Catherine Hoggle set to appear in court later this week

The Montgomery County mother charged in the murder of her two children back in 2014 has a court hearing this week, and some are concerned depending on the judge's ruling, she may eventually be let out without ever facing accountability.

In September 2014, Catherine Hoggle was the last person to see her two youngest children – then 3-year-old Sarah and 2-year-old Jacob. She also disappeared but was found and arrested on misdemeanor charges. 

In 2017, a Montgomery County grand jury indicted Hoggle on murder charges, giving the courts until December 2022 to have her restored and found competent to stand trial. But reports since have all found her both a danger and incompetent to stand trial.

Her attorney, following state law, asked a judge decide once and for all.

The children’s father, Troy Turner, told FOX 5, "The problem is, the most protected person in this situation is Catherine Hoggle."

"And this isn’t a singular situation where it’s just her and she’s special and protected,'" he said. "It happens all too often in the state of Maryland." 

He also said that his biggest fear has to do with a third person in the family if Hoggle is eventually released.

"The police believe that she was coming back for a third," Turner said. "The fact that she’s going to be out in general. No one’s going to necessarily know what she’s doing. Where she’s showing up."

READ MORE: Hoggle Case: Father outraged over potential dismissal of charges against mother

Turner has long-argued Catherine Hoggle is "gaming" the system based on calls to him and other matters.

The Montgomery County States Attorney’s Office told FOX 5 the Clifton T. Perkins Hospital Center, where Hoggle has been receiving treatment since her arrest, gives the court reports on her status about every six months and that Hoggle has continuously been found incompetent to stand trial. She has also been found to be a danger to the public.  

On Monday, Hoggle’s attorney, David Felsen told FOX 5 over the phone, "Doctors have determined it for the last seven or eight years, so I don’t know. I mean I understand that people might be upset, but I think it’s from a lack of understand from the procedures and the law in this case. We don’t try people who can’t defend themselves in criminal cases."

Felsen explained to FOX 5 that in following the law, he requested the upcoming hearing, where the most recent judge on this case is expected to give a determination on whether or not the court finds Hoggle can be restored.

States Attorney John McCarthy told FOX 5 the judge may also make a decision on whether to drop charges against Hoggle, which would change her commitment at the Clifton T. Perkins Hospital from a criminal to a civil commitment.

Turner and his attorney tell FOX 5 they’ve seen Catherine Hoggle get out of a civil commitment before.

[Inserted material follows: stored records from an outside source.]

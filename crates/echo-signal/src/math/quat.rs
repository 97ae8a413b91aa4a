// SPDX-License-Identifier: Apache-2.0
// © James Ross Ω FLYING•ROBOTS <https://github.com/flyingrobots>

/// Quaternion stored as `(x, y, z, w)`; the rotation part of a signal's
/// target transform.
///
/// The dispatcher never interprets rotations, it only carries them to
/// receivers.
#[derive(Debug, Copy, Clone, PartialEq)]
#[cfg_attr(feature = "serde", derive(serde::Serialize, serde::Deserialize))]
pub struct Quat {
    data: [f32; 4],
}

impl Quat {
    /// Creates a quaternion from components.
    pub const fn new(x: f32, y: f32, z: f32, w: f32) -> Self {
        Self { data: [x, y, z, w] }
    }

    /// Returns the identity quaternion.
    pub const fn identity() -> Self {
        Self::new(0.0, 0.0, 0.0, 1.0)
    }

    /// Returns the quaternion as an array.
    pub fn to_array(self) -> [f32; 4] {
        self.data
    }
}

impl Default for Quat {
    fn default() -> Self {
        Self::identity()
    }
}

"The main thing is just that Sarah and Jacob are being forgotten almost with this," he said. "In the system, they’re not mentioned in the courtroom. It’s ‘The State v. Catherine Hoggle’. They’re not here. We don’t have them. They’re not home to be taken care of. And like we’ve been saying for the last 6 years, whatever their condition, they deserve to come home. They should be here with us … the fact that the charges could be dropped under circumstances where she had made statements, she has done things where is clearly competent and she can easily, just you know, wants a civil commitment – she’s beaten a civil commitment many times."

States Attorney McCarthy said on Monday, "There’s always the possibility that if there were a change of circumstances, her condition improved, we could come back, reinstitute the charges again. So the issue of whether or not she will ever be ultimately held account and tried for the crimes for which she is alleged to have occurred, only time is going to tell the answer to that question." 

McCarthy tells FOX 5 that his office has done all they can under the law to try and get this matter to trial. He also told FOX 5 he believes in some cases, maybe there should be exemptions to the 5-year hold for someone facing this type of felony and found incompetent to stand trial.

Turner tried twice to work with Maryland legislators in a proposed bill (2019 MD SB 242/HB 743) to get the law changed so that someone connected to a certain felony and found incompetent to stand trial, like in the case of Catherine Hoggle, could be held up to 10 years for potential restoration instead of 5.  Turner and his attorneys said it’s something they learned was an unintentional consequence of Maryland doing away with the death penalty.